Print, in exact form, the lines below from the one containing "repository given; pass" through the one containing "Result-Alias fuer Vermittler", and omit all others.

(Stored data entries)
=== Begin Enclosure ===

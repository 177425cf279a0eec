#![deny(warnings)]

use std::{
    error::Error,
    io::{self, Write},
};

use tracing_subscriber::EnvFilter;

mod app;
pub(crate) use app::App;

mod cmds;

pub(crate) type Result<T> = std::result::Result<T, Box<dyn Error>>;

#[allow(unused_must_use)]
#[cfg(not(tarpaulin_include))]
fn main() {
    // Keep main small; everything else is reachable from tests through App.

    tracing_subscriber::fmt()
        .with_env_filter(EnvFilter::from_default_env())
        .with_writer(io::stderr)
        .without_time()
        .init();

    let stdout = io::stdout();
    let mut stdout = stdout.lock();

    let mut app = App {
        arg_matches: app::clap_app().get_matches(),
        stdout: &mut stdout,
    };

    let r = app.run();

    app.flush();
    // Intentionally ignoring the result of this flush.

    std::process::exit(match r {
        Ok(()) => 0,
        Err(err) => {
            eprintln!("ERROR: {}", err);
            exit_code(&*err)
        }
    });
}

// A failed ss.exe passes its own exit code through.
fn exit_code(err: &(dyn Error + 'static)) -> i32 {
    match err.downcast_ref::<rsvss::Error>() {
        Some(rsvss::Error::CommandFailed {
            code: Some(code), ..
        }) if *code != 0 => *code,
        _ => 1,
    }
}
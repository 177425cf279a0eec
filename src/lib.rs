//! A thin client for the Microsoft Visual SourceSafe command-line tool, `ss.exe`.
//!
//! rsvss does not talk to a SourceSafe database itself. Each operation
//! becomes a single `ss.exe` invocation:
//!
//! * [`locate`] finds the executable.
//! * [`options`] turns named, typed options into `ss.exe` flags.
//! * [`Repository`] builds the argument vector, points `SSDIR` at the
//!   repository for the child process, runs it, and returns the captured
//!   standard output unparsed.
//!
//! ```no_run
//! use rsvss::{Options, Repository};
//!
//! let repo = Repository::new(r"\\server\vss", None);
//! let options = Options::new().with("recursive", true).with("output", "error");
//! let stdout = repo.checkout("$/Project", &options)?;
//! # Ok::<(), rsvss::Error>(())
//! ```

mod error;
pub use error::{Error, Result};

pub mod functions;
pub mod locate;
pub mod options;
pub use options::{OptionValue, Options};

pub mod repo;
pub use repo::{Items, Repository, Verb};

#[cfg(all(test, unix))]
mod test_support;
use std::borrow::Cow;

use crate::{Error, Result};

/// Placeholder substituted by [`OptionSpec::Template`] values.
pub const PARAM: &str = "{param}";

/// Describes how one named option is written on the `ss.exe` command line.
#[derive(Clone, Copy, Debug, Eq, PartialEq)]
pub enum OptionSpec {
    /// A flag emitted for `true` and omitted for `false`.
    Switch(&'static str),

    /// A pair of flags selected by a boolean value.
    Toggle { on: &'static str, off: &'static str },

    /// A flag containing [`PARAM`], replaced by a string value.
    ///
    /// A `true` value emits the flag with the placeholder removed.
    Template(&'static str),

    /// One value out of a fixed set, each mapped to a literal flag.
    Choice(&'static [(&'static str, &'static str)]),

    /// Like `Choice`, but a list of values may be given.
    Repeatable(&'static [(&'static str, &'static str)]),
}

impl OptionSpec {
    /// Look up the flag for an enumerated value.
    ///
    /// Returns `None` for values outside the set and for non-enumerated specs.
    pub fn flag_for(&self, key: &str) -> Option<&'static str> {
        match self {
            OptionSpec::Choice(choices) | OptionSpec::Repeatable(choices) => choices
                .iter()
                .find(|(k, _)| *k == key)
                .map(|(_, flag)| *flag),
            _ => None,
        }
    }

    fn check(&self, name: &str) -> Result<()> {
        match self {
            OptionSpec::Template(template) if !template.contains(PARAM) => Err(
                Error::InvalidOptionTable(format!("template for {:?} lacks {}", name, PARAM)),
            ),
            OptionSpec::Choice(choices) | OptionSpec::Repeatable(choices) => {
                if choices.is_empty() {
                    return Err(Error::InvalidOptionTable(format!(
                        "{:?} has no permitted values",
                        name
                    )));
                }
                for (i, (key, _)) in choices.iter().enumerate() {
                    if choices[..i].iter().any(|(k, _)| k == key) {
                        return Err(Error::InvalidOptionTable(format!(
                            "{:?} lists value {:?} twice",
                            name, key
                        )));
                    }
                }
                Ok(())
            }
            _ => Ok(()),
        }
    }
}

/// A validated mapping from option name to [`OptionSpec`].
#[derive(Clone, Debug)]
pub struct OptionTable {
    entries: Cow<'static, [(&'static str, OptionSpec)]>,
}

impl OptionTable {
    /// Build a table, rejecting duplicate names, templates without a
    /// placeholder, and enumerated options with empty or duplicated values.
    pub fn new(entries: Vec<(&'static str, OptionSpec)>) -> Result<Self> {
        validate(&entries)?;
        Ok(OptionTable {
            entries: Cow::Owned(entries),
        })
    }

    /// The option table for `ss.exe`.
    pub fn builtin() -> &'static OptionTable {
        &BUILTIN
    }

    pub fn get(&self, name: &str) -> Option<&OptionSpec> {
        self.entries
            .iter()
            .find(|(n, _)| *n == name)
            .map(|(_, spec)| spec)
    }

    pub fn names(&self) -> impl Iterator<Item = &'static str> + '_ {
        self.entries.iter().map(|(name, _)| *name)
    }
}

fn validate(entries: &[(&'static str, OptionSpec)]) -> Result<()> {
    for (i, (name, spec)) in entries.iter().enumerate() {
        if entries[..i].iter().any(|(n, _)| n == name) {
            return Err(Error::InvalidOptionTable(format!(
                "option {:?} defined twice",
                name
            )));
        }
        spec.check(name)?;
    }
    Ok(())
}

// Literal transcription of ss.exe flag syntax. Do not reinterpret.
static BUILTIN: OptionTable = OptionTable {
    entries: Cow::Borrowed(&[
        (
            "format",
            OptionSpec::Choice(&[("binary", "-B"), ("text", "-B-")]),
        ),
        ("base_version_number", OptionSpec::Template("-B{param}")),
        ("base_version_date", OptionSpec::Template("-B{param}")),
        ("base_version_label", OptionSpec::Template("-Bl{param}")),
        (
            "recursive",
            OptionSpec::Toggle {
                on: "-R",
                off: "-R-",
            },
        ),
        ("get_folder", OptionSpec::Template("-GL{param}")),
        (
            "get",
            OptionSpec::Repeatable(&[
                ("no_local_copy", "-G-"),
                ("ask_writable", "-GWA"),
                ("replace_writable", "-GWR"),
                ("skip_writable", "-GWS"),
                ("current_time", "-GTC"),
                ("modified_time", "-GTM"),
                ("update_time", "-GTU"),
                ("checksum_compare", "-GCK"),
                ("contents_compare", "-GCC"),
                ("time_compare", "-GCD"),
            ]),
        ),
        ("output", OptionSpec::Choice(&[("error", "-O-")])),
        ("output_file", OptionSpec::Template("-O&{param}")),
        ("output_append", OptionSpec::Template("-O@{param}")),
        ("comment", OptionSpec::Template("-C{param}")),
        ("comment_no_text", OptionSpec::Switch("-C-")),
        (
            "keep_checked_out",
            OptionSpec::Toggle {
                on: "-K",
                off: "-K-",
            },
        ),
        (
            "answer",
            OptionSpec::Choice(&[("default", "-I-"), ("yes", "-I-Y"), ("no", "-I-N")]),
        ),
        ("version", OptionSpec::Template("-V{param}")),
        ("version_label", OptionSpec::Template("-VL{param}")),
        ("version_date", OptionSpec::Template("-Vd{param}")),
        ("user", OptionSpec::Template("-Y{param}")),
        ("writable", OptionSpec::Switch("-W")),
    ]),
};
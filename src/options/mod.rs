//! Converts named, typed options into `ss.exe` command-line flags.
//!
//! Every option name is looked up in an [`OptionTable`]; the table entry
//! decides which value shapes are accepted and which flag tokens come out.
//! Values are never escaped. Each flag becomes one argument of the child
//! process exactly as written.

use std::fmt::{self, Display, Formatter};

use crate::{Error, Result};

mod table;
pub use table::{OptionSpec, OptionTable, PARAM};

/// The value given for one option.
#[derive(Clone, Debug, Eq, PartialEq)]
pub enum OptionValue {
    Bool(bool),
    Str(String),
    List(Vec<String>),
}

impl Display for OptionValue {
    fn fmt(&self, f: &mut Formatter) -> fmt::Result {
        match self {
            OptionValue::Bool(b) => write!(f, "{}", b),
            OptionValue::Str(s) => write!(f, "{}", s),
            OptionValue::List(items) => write!(f, "[{}]", items.join(", ")),
        }
    }
}

impl From<bool> for OptionValue {
    fn from(b: bool) -> Self {
        OptionValue::Bool(b)
    }
}

impl From<&str> for OptionValue {
    fn from(s: &str) -> Self {
        OptionValue::Str(s.to_string())
    }
}

impl From<String> for OptionValue {
    fn from(s: String) -> Self {
        OptionValue::Str(s)
    }
}

impl From<Vec<String>> for OptionValue {
    fn from(items: Vec<String>) -> Self {
        OptionValue::List(items)
    }
}

impl From<Vec<&str>> for OptionValue {
    fn from(items: Vec<&str>) -> Self {
        OptionValue::List(items.into_iter().map(String::from).collect())
    }
}

impl From<&[&str]> for OptionValue {
    fn from(items: &[&str]) -> Self {
        OptionValue::List(items.iter().map(|s| s.to_string()).collect())
    }
}

/// An insertion-ordered set of named options.
///
/// Setting a name that is already present replaces its value in place, so
/// each name appears at most once and keeps its original position.
#[derive(Clone, Debug, Default, Eq, PartialEq)]
pub struct Options {
    entries: Vec<(String, OptionValue)>,
}

impl Options {
    pub fn new() -> Self {
        Self::default()
    }

    /// Builder-style form of [`Options::set`].
    pub fn with<N, V>(mut self, name: N, value: V) -> Self
    where
        N: Into<String>,
        V: Into<OptionValue>,
    {
        self.set(name, value);
        self
    }

    pub fn set<N, V>(&mut self, name: N, value: V)
    where
        N: Into<String>,
        V: Into<OptionValue>,
    {
        let name = name.into();
        let value = value.into();

        match self.entries.iter_mut().find(|(n, _)| *n == name) {
            Some(entry) => entry.1 = value,
            None => self.entries.push((name, value)),
        }
    }

    pub fn get(&self, name: &str) -> Option<&OptionValue> {
        self.entries
            .iter()
            .find(|(n, _)| n == name)
            .map(|(_, v)| v)
    }

    pub fn is_empty(&self) -> bool {
        self.entries.is_empty()
    }

    pub fn len(&self) -> usize {
        self.entries.len()
    }

    pub fn iter(&self) -> impl Iterator<Item = (&str, &OptionValue)> {
        self.entries.iter().map(|(n, v)| (n.as_str(), v))
    }

    /// Encode against the built-in `ss.exe` table.
    pub fn to_flags(&self) -> Result<Vec<String>> {
        encode(OptionTable::builtin(), self)
    }
}

/// Encode `options` into flag tokens, in insertion order.
///
/// Fails with [`Error::UnknownOption`] for names missing from `table` and
/// with [`Error::InvalidOptionValue`] for values the entry does not accept.
pub fn encode(table: &OptionTable, options: &Options) -> Result<Vec<String>> {
    let mut flags = Vec::new();

    for (name, value) in options.iter() {
        let spec = table
            .get(name)
            .ok_or_else(|| Error::UnknownOption(name.to_string()))?;

        encode_one(name, spec, value, &mut flags)?;
    }

    Ok(flags)
}

fn encode_one(
    name: &str,
    spec: &OptionSpec,
    value: &OptionValue,
    flags: &mut Vec<String>,
) -> Result<()> {
    match (spec, value) {
        (OptionSpec::Switch(flag), OptionValue::Bool(b)) => {
            if *b {
                flags.push(flag.to_string());
            }
        }

        (OptionSpec::Toggle { on, off }, OptionValue::Bool(b)) => {
            flags.push(if *b { on } else { off }.to_string());
        }

        (OptionSpec::Template(template), OptionValue::Str(s)) => {
            flags.push(template.replace(PARAM, s));
        }

        (OptionSpec::Template(template), OptionValue::Bool(b)) => {
            if *b {
                flags.push(template.replace(PARAM, ""));
            }
        }

        (OptionSpec::Choice(_), OptionValue::Str(s))
        | (OptionSpec::Repeatable(_), OptionValue::Str(s)) => {
            let flag = spec.flag_for(s).ok_or_else(|| invalid(name, s))?;
            flags.push(flag.to_string());
        }

        (OptionSpec::Repeatable(_), OptionValue::List(items)) => {
            for item in items {
                let flag = spec.flag_for(item).ok_or_else(|| invalid(name, item))?;
                flags.push(flag.to_string());
            }
        }

        (_, value) => return Err(invalid(name, value)),
    }

    Ok(())
}

fn invalid(option: &str, value: &dyn Display) -> Error {
    Error::InvalidOptionValue {
        option: option.to_string(),
        value: value.to_string(),
    }
}
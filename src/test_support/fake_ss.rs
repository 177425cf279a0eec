use std::{
    fs,
    os::unix::fs::PermissionsExt,
    path::{Path, PathBuf},
};

/// A `FakeSs` writes a tiny shell script named `ss.exe` into a temporary
/// directory. The script prints each argument on its own line, then
/// `SSDIR=<value>`, and exits with a chosen status.
///
/// Because this struct is intended for testing, its functions
/// panic instead of returning Result structs.
///
/// Any test that runs a `FakeSs` should be marked #[serial]. A script
/// executed while another test thread is mid-fork can fail with
/// "text file busy".
pub(crate) struct FakeSs {
    tempdir: tempfile::TempDir,
    path: PathBuf,
}

impl FakeSs {
    // Create a script that succeeds.
    pub fn new() -> FakeSs {
        FakeSs::exiting_with(0)
    }

    // Create a script that exits with `code`, writing a line to stderr
    // first when `code` is non-zero.
    pub fn exiting_with(code: i32) -> FakeSs {
        let tempdir = tempfile::tempdir().unwrap();
        let path = tempdir.path().join(crate::locate::SS_EXE);

        let stderr = if code == 0 {
            ""
        } else {
            "printf 'fake ss.exe failure\\n' >&2\n"
        };

        let script = format!(
            "#!/bin/sh\nfor arg in \"$@\"; do\n  printf '%s\\n' \"$arg\"\ndone\nprintf 'SSDIR=%s\\n' \"$SSDIR\"\n{}exit {}\n",
            stderr, code
        );

        fs::write(&path, script).unwrap();
        fs::set_permissions(&path, fs::Permissions::from_mode(0o755)).unwrap();

        FakeSs { tempdir, path }
    }

    // Path of the `ss.exe` script.
    pub fn path(&self) -> &Path {
        &self.path
    }

    // Directory holding the script.
    pub fn dir(&self) -> &Path {
        self.tempdir.path()
    }
}

// Split captured stdout into lines.
pub(crate) fn stdout_lines(stdout: &[u8]) -> Vec<String> {
    String::from_utf8_lossy(stdout)
        .lines()
        .map(String::from)
        .collect()
}
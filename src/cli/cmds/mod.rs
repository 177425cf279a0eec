use std::path::Path;

use crate::{App, Result};

use clap::{ArgMatches, Error, ErrorKind};
use rsvss::{Repository, Verb};

mod verb;

// Subcommand name, ss.exe verb, help text.
const VERBS: &[(&str, Verb, &str)] = &[
    ("about", Verb::About, "Show ss.exe version information"),
    ("add", Verb::Add, "Add files or folders to the current project"),
    ("checkout", Verb::Checkout, "Check out files or projects"),
    ("checkin", Verb::Checkin, "Check in files or projects"),
    ("undo-checkout", Verb::UndoCheckout, "Undo a checkout"),
    ("get", Verb::Get, "Get the latest (or a given) version"),
    ("diff", Verb::Diff, "Show differences between versions"),
    ("history", Verb::History, "Show the history of files or projects"),
    ("status", Verb::Status, "Show checkout status"),
    ("dir", Verb::Dir, "List the contents of a project"),
    ("delete", Verb::Delete, "Delete files or projects"),
];

pub(crate) fn add_subcommands<'a, 'b>(app: clap::App<'a, 'b>) -> clap::App<'a, 'b> {
    VERBS.iter().fold(app, |app, (name, verb, about)| {
        app.subcommand(verb::subcommand(*name, *verb, *about))
    })
}

pub(crate) fn dispatch(app: &mut App) -> Result<()> {
    let matches = app.arg_matches.clone();
    // ^^ Need an independent copy of matches so we can still pass
    // the App struct through to the subcommand.

    match matches.subcommand() {
        (name, Some(m)) => match VERBS.iter().find(|(n, _, _)| *n == name) {
            Some((_, verb, _)) => {
                let repo = repository(&matches)?;
                verb::run(app, &repo, *verb, m)
            }
            None => unreachable!(),
        },
        _ => unreachable!(),
        // unreachable: Should have exited out with appropriate help or
        // error message if no subcommand was given.
    }
}

fn repository(matches: &ArgMatches) -> Result<Repository> {
    let repo_path = match matches.value_of_os("repo") {
        Some(path) => path,
        None => {
            return Err(Box::new(Error::with_description(
                "no repository given; pass --repo or set SSDIR",
                ErrorKind::MissingRequiredArgument,
            )))
        }
    };

    let ss_path = matches.value_of_os("ss-path").map(Path::new);

    Ok(Repository::new(repo_path, ss_path))
}
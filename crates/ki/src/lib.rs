//! vermittler-ki – KI-Live-Session-Client
//!
//! Haelt pro Anruf genau eine persistente Streaming-Verbindung zum
//! Speech-AI-Endpunkt. Zwei ueberwachte Queues entkoppeln Netzwerk-I/O
//! vom Echtzeit-Takt des Anrufs: eine Sende-Queue (Audio/Text zur KI)
//! und Ausgabe-Queues (Audio und Transkripte von der KI).
//!
//! Der Client verbindet sich NICHT selbststaendig neu – Reconnects sind
//! eine Entscheidung der Fallback-Policy im Relay (Trennung von Transport
//! und Policy). Einzige Ausnahme: ein einzelner interner Versuch wenn bei
//! getrennter Session gesendet wird.
//!
//! ## Module
//! - [`config`] – Endpunkt-, Modell- und Format-Konfiguration
//! - [`session`] – `LiveSession`-Trait (Naht fuer Tests und Relay)
//! - [`client`] – `KiLiveClient`, die WebSocket-Implementierung

pub mod client;
pub mod config;
pub mod error;
pub mod session;

pub use client::KiLiveClient;
pub use config::KiConfig;
pub use error::{KiError, KiResult};
pub use session::LiveSession;
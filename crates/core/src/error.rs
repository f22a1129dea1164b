//! Fehlertypen fuer Vermittler
//!
//! Geschlossene Fehler-Taxonomie des Relays. Call-Sites entscheiden anhand
//! der Fehlerart deliberat zwischen Retry, Frame-Drop und Session-Teardown.
//! Untermodule koennen eigene Fehler definieren und via `#[from]` konvertieren.

use thiserror::Error;

/// Globaler Result-Alias fuer Vermittler
pub type Result<T> = std::result::Result<T, VermittlerError>;

/// Alle moeglichen Fehlerarten im Vermittler-System
#[derive(Debug, Error)]
pub enum VermittlerError {
    // --- Transport (Telefonie- oder KI-Socket) ---
    #[error("Transportfehler: {0}")]
    Transport(String),

    // --- Codec (einzelner Frame defekt) ---
    #[error("Codec-Fehler: {0}")]
    Codec(String),

    // --- KI-Session (Error-Envelope, Close, Connect-Timeout) ---
    #[error("KI-Session-Fehler: {0}")]
    KiSession(String),

    // --- Kontext-Lookup (Kollaborator nicht erreichbar) ---
    #[error("Kontext-Lookup fehlgeschlagen: {0}")]
    Kontext(String),

    // --- Programmier-Invarianten (z.B. Frame fuer fremde StreamId) ---
    #[error("Invariante verletzt: {0}")]
    Invariante(String),

    // --- Konfiguration ---
    #[error("Konfigurationsfehler: {0}")]
    Konfiguration(String),

    #[error("IO-Fehler: {0}")]
    Io(#[from] std::io::Error),

    #[error(transparent)]
    Anyhow(#[from] anyhow::Error),
}

impl VermittlerError {
    /// Transportfehler aus einer beliebigen Nachricht
    pub fn transport(msg: impl Into<String>) -> Self {
        Self::Transport(msg.into())
    }

    /// Gibt true zurueck wenn der Fehler die CallSession beenden muss
    ///
    /// Nur Transportfehler reissen eine Session ab; Codec-Fehler verwerfen
    /// den Frame, KI-Fehler gehen an die Fallback-Policy, Kontext- und
    /// Invarianten-Fehler werden geloggt und verworfen.
    pub fn beendet_session(&self) -> bool {
        matches!(self, Self::Transport(_))
    }

    /// Gibt true zurueck wenn der Fehler wiederholbar sein koennte
    pub fn ist_wiederholbar(&self) -> bool {
        matches!(self, Self::KiSession(_) | Self::Kontext(_))
    }
}
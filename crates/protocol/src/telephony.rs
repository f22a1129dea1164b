//! Telefonie-Media-Stream-Protokoll (WebSocket, JSON-Textframes)
//!
//! Der Provider oeffnet pro Anruf eine WebSocket-Verbindung und sendet
//! `start`, `media`, `stop` und `error` Events. Ausgehend geht ausschliesslich
//! das `media`-Event mit base64-kodiertem Opus-Frame zurueck.
//!
//! ## Design
//! - Tagged Enum ueber das `event`-Feld (typsichere Nachrichtentypen)
//! - Unbekannte Felder werden toleriert (Provider erweitert sein Schema)
//! - Audio: mono, feste Abtastrate, ~20 ms Frames – beim Call-Answer verhandelt

use serde::{Deserialize, Serialize};

// ---------------------------------------------------------------------------
// Eingehende Events
// ---------------------------------------------------------------------------

/// Ein eingehendes Event des Telefonie-Providers
#[derive(Debug, Clone, Serialize, Deserialize)]
#[serde(tag = "event", rename_all = "snake_case")]
pub enum TelephonieEvent {
    /// Beginn eines Media-Streams – erzeugt eine CallSession
    Start {
        stream_id: String,
        start: StartPayload,
    },
    /// Ein Audio-Frame (base64-kodiertes Opus)
    Media {
        stream_id: String,
        media: MediaPayload,
    },
    /// Ende des Media-Streams – beendet die CallSession
    Stop {
        stream_id: String,
        stop: StopPayload,
    },
    /// Provider-seitiger Stream-Fehler; meist wiederholbar, nie fatal
    Error { payload: ErrorPayload },
}

/// Payload des `start`-Events
#[derive(Debug, Clone, Serialize, Deserialize)]
pub struct StartPayload {
    /// Handle fuer Control-Plane-Aktionen (answer, speak, hangup)
    pub call_control_id: String,
    /// Rufnummer des Anrufers (E.164), fuer den Kontext-Lookup
    #[serde(default)]
    pub from: Option<String>,
    /// Angerufene Nummer
    #[serde(default)]
    pub to: Option<String>,
    /// Beim Call-Answer verhandeltes Media-Format
    #[serde(default)]
    pub media_format: Option<MediaFormat>,
}

/// Payload des `media`-Events
#[derive(Debug, Clone, Serialize, Deserialize)]
pub struct MediaPayload {
    /// base64-kodierter Opus-Frame
    pub payload: String,
    /// Nur ausgehend gesetzt: Format-Metadaten des Frames
    #[serde(default, skip_serializing_if = "Option::is_none")]
    pub media_format: Option<MediaFormat>,
}

/// Payload des `stop`-Events
#[derive(Debug, Clone, Serialize, Deserialize)]
pub struct StopPayload {
    #[serde(default)]
    pub reason: Option<String>,
}

/// Payload des `error`-Events
#[derive(Debug, Clone, Serialize, Deserialize)]
pub struct ErrorPayload {
    #[serde(default)]
    pub code: Option<String>,
    #[serde(default)]
    pub title: Option<String>,
    #[serde(default)]
    pub detail: Option<String>,
}

// ---------------------------------------------------------------------------
// Media-Format
// ---------------------------------------------------------------------------

/// Format-Metadaten eines Audio-Frames
#[derive(Debug, Clone, PartialEq, Eq, Serialize, Deserialize)]
pub struct MediaFormat {
    /// Codec-Name, fuer diese Strecke immer "opus"
    pub encoding: String,
    /// Abtastrate in Hz
    pub sample_rate: u32,
    /// Kanalanzahl (Telefonie: immer 1)
    pub channels: u8,
}

impl MediaFormat {
    /// Opus mono mit der gegebenen Abtastrate
    pub fn opus_mono(sample_rate: u32) -> Self {
        Self {
            encoding: "opus".into(),
            sample_rate,
            channels: 1,
        }
    }
}

// ---------------------------------------------------------------------------
// Ausgehende Events
// ---------------------------------------------------------------------------

impl TelephonieEvent {
    /// Baut das ausgehende `media`-Event fuer einen kodierten Opus-Frame
    pub fn media_ausgehend(
        stream_id: impl Into<String>,
        payload_b64: String,
        sample_rate: u32,
    ) -> Self {
        Self::Media {
            stream_id: stream_id.into(),
            media: MediaPayload {
                payload: payload_b64,
                media_format: Some(MediaFormat::opus_mono(sample_rate)),
            },
        }
    }

    /// Gibt die StreamId des Events zurueck (Error-Events tragen keine)
    pub fn stream_id(&self) -> Option<&str> {
        match self {
            Self::Start { stream_id, .. }
            | Self::Media { stream_id, .. }
            | Self::Stop { stream_id, .. } => Some(stream_id),
            Self::Error { .. } => None,
        }
    }
}

#[cfg(test)]
mod tests {
    use super::*;

    #[test]
    fn start_event_parsen() {
        let json = r#"{"event":"start","stream_id":"abc","start":{"call_control_id":"cc1","from":"+4915112345678"}}"#;
        let ev: TelephonieEvent = serde_json::from_str(json).unwrap();
        match ev {
            TelephonieEvent::Start { stream_id, start } => {
                assert_eq!(stream_id, "abc");
                assert_eq!(start.call_control_id, "cc1");
                assert_eq!(start.from.as_deref(), Some("+4915112345678"));
                assert!(start.media_format.is_none());
            }
            _ => panic!("Start erwartet"),
        }
    }

    #[test]
    fn media_event_parsen() {
        let json = r#"{"event":"media","stream_id":"abc","media":{"payload":"AAAA"}}"#;
        let ev: TelephonieEvent = serde_json::from_str(json).unwrap();
        assert_eq!(ev.stream_id(), Some("abc"));
    }

    #[test]
    fn stop_event_parsen() {
        let json = r#"{"event":"stop","stream_id":"abc","stop":{"reason":"hangup"}}"#;
        let ev: TelephonieEvent = serde_json::from_str(json).unwrap();
        match ev {
            TelephonieEvent::Stop { stop, .. } => {
                assert_eq!(stop.reason.as_deref(), Some("hangup"));
            }
            _ => panic!("Stop erwartet"),
        }
    }

    #[test]
    fn error_event_ohne_stream_id() {
        let json = r#"{"event":"error","payload":{"code":"100003","title":"malformed frame"}}"#;
        let ev: TelephonieEvent = serde_json::from_str(json).unwrap();
        assert_eq!(ev.stream_id(), None);
    }

    #[test]
    fn media_ausgehend_serialisierung() {
        let ev = TelephonieEvent::media_ausgehend("abc", "b64daten".into(), 16_000);
        let json = serde_json::to_string(&ev).unwrap();
        assert!(json.contains(r#""event":"media""#));
        assert!(json.contains(r#""stream_id":"abc""#));
        assert!(json.contains(r#""sample_rate":16000"#));
        assert!(json.contains(r#""encoding":"opus""#));
        assert!(json.contains(r#""channels":1"#));
    }

    #[test]
    fn eingehendes_media_ohne_format_serialisiert_kompakt() {
        let ev = TelephonieEvent::Media {
            stream_id: "s".into(),
            media: MediaPayload {
                payload: "x".into(),
                media_format: None,
            },
        };
        let json = serde_json::to_string(&ev).unwrap();
        assert!(!json.contains("media_format"));
    }
}
//! vermittler-audio – Codec-Adapter des Relays
//!
//! Zustandslose Bausteine fuer den Audio-Pfad: Opus-Decode (Telefonie -> PCM),
//! Opus-Encode (PCM -> Telefonie) und lineares Resampling zwischen der
//! KI-Abtastrate und der Telefonie-Abtastrate.
//!
//! ## Module
//! - [`codec`] – Opus Encoder/Decoder Wrapper (PCM16, mono)
//! - [`resample`] – Lineares Resampling und Frame-Anpassung

pub mod codec;
pub mod error;
pub mod resample;

pub use codec::{OpusDecoder, OpusEncoder};
pub use error::{AudioError, AudioResult};
pub use resample::{frame_anpassen, resample_linear};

=== End Enclosure ===

__RESPONSE AREA__
                "no repository given; pass --repo or set SSDIR",
                ErrorKind::MissingRequiredArgument,
            )))
        }
    };

    let ss_path = matches.value_of_os("ss-path").map(Path::new);

    Ok(Repository::new(repo_path, ss_path))
}
filename crates/ki/src/lib.rs
//! vermittler-ki – KI-Live-Session-Client
//!
//! Haelt pro Anruf genau eine persistente Streaming-Verbindung zum
//! Speech-AI-Endpunkt. Zwei ueberwachte Queues entkoppeln Netzwerk-I/O
//! vom Echtzeit-Takt des Anrufs: eine Sende-Queue (Audio/Text zur KI)
//! und Ausgabe-Queues (Audio und Transkripte von der KI).
//!
//! Der Client verbindet sich NICHT selbststaendig neu – Reconnects sind
//! eine Entscheidung der Fallback-Policy im Relay (Trennung von Transport
//! und Policy). Einzige Ausnahme: ein einzelner interner Versuch wenn bei
//! getrennter Session gesendet wird.
//!
//! ## Module
//! - [`config`] – Endpunkt-, Modell- und Format-Konfiguration
//! - [`session`] – `LiveSession`-Trait (Naht fuer Tests und Relay)
//! - [`client`] – `KiLiveClient`, die WebSocket-Implementierung

pub mod client;
pub mod config;
pub mod error;
pub mod session;

pub use client::KiLiveClient;
pub use config::KiConfig;
pub use error::{KiError, KiResult};
pub use session::LiveSession;
filename crates/core/src/error.rs
repository f22a1129dea1164b
//! Fehlertypen fuer Vermittler
//!
//! Geschlossene Fehler-Taxonomie des Relays. Call-Sites entscheiden anhand
//! der Fehlerart deliberat zwischen Retry, Frame-Drop und Session-Teardown.
//! Untermodule koennen eigene Fehler definieren und via `#[from]` konvertieren.

use thiserror::Error;

/// Globaler Result-Alias fuer Vermittler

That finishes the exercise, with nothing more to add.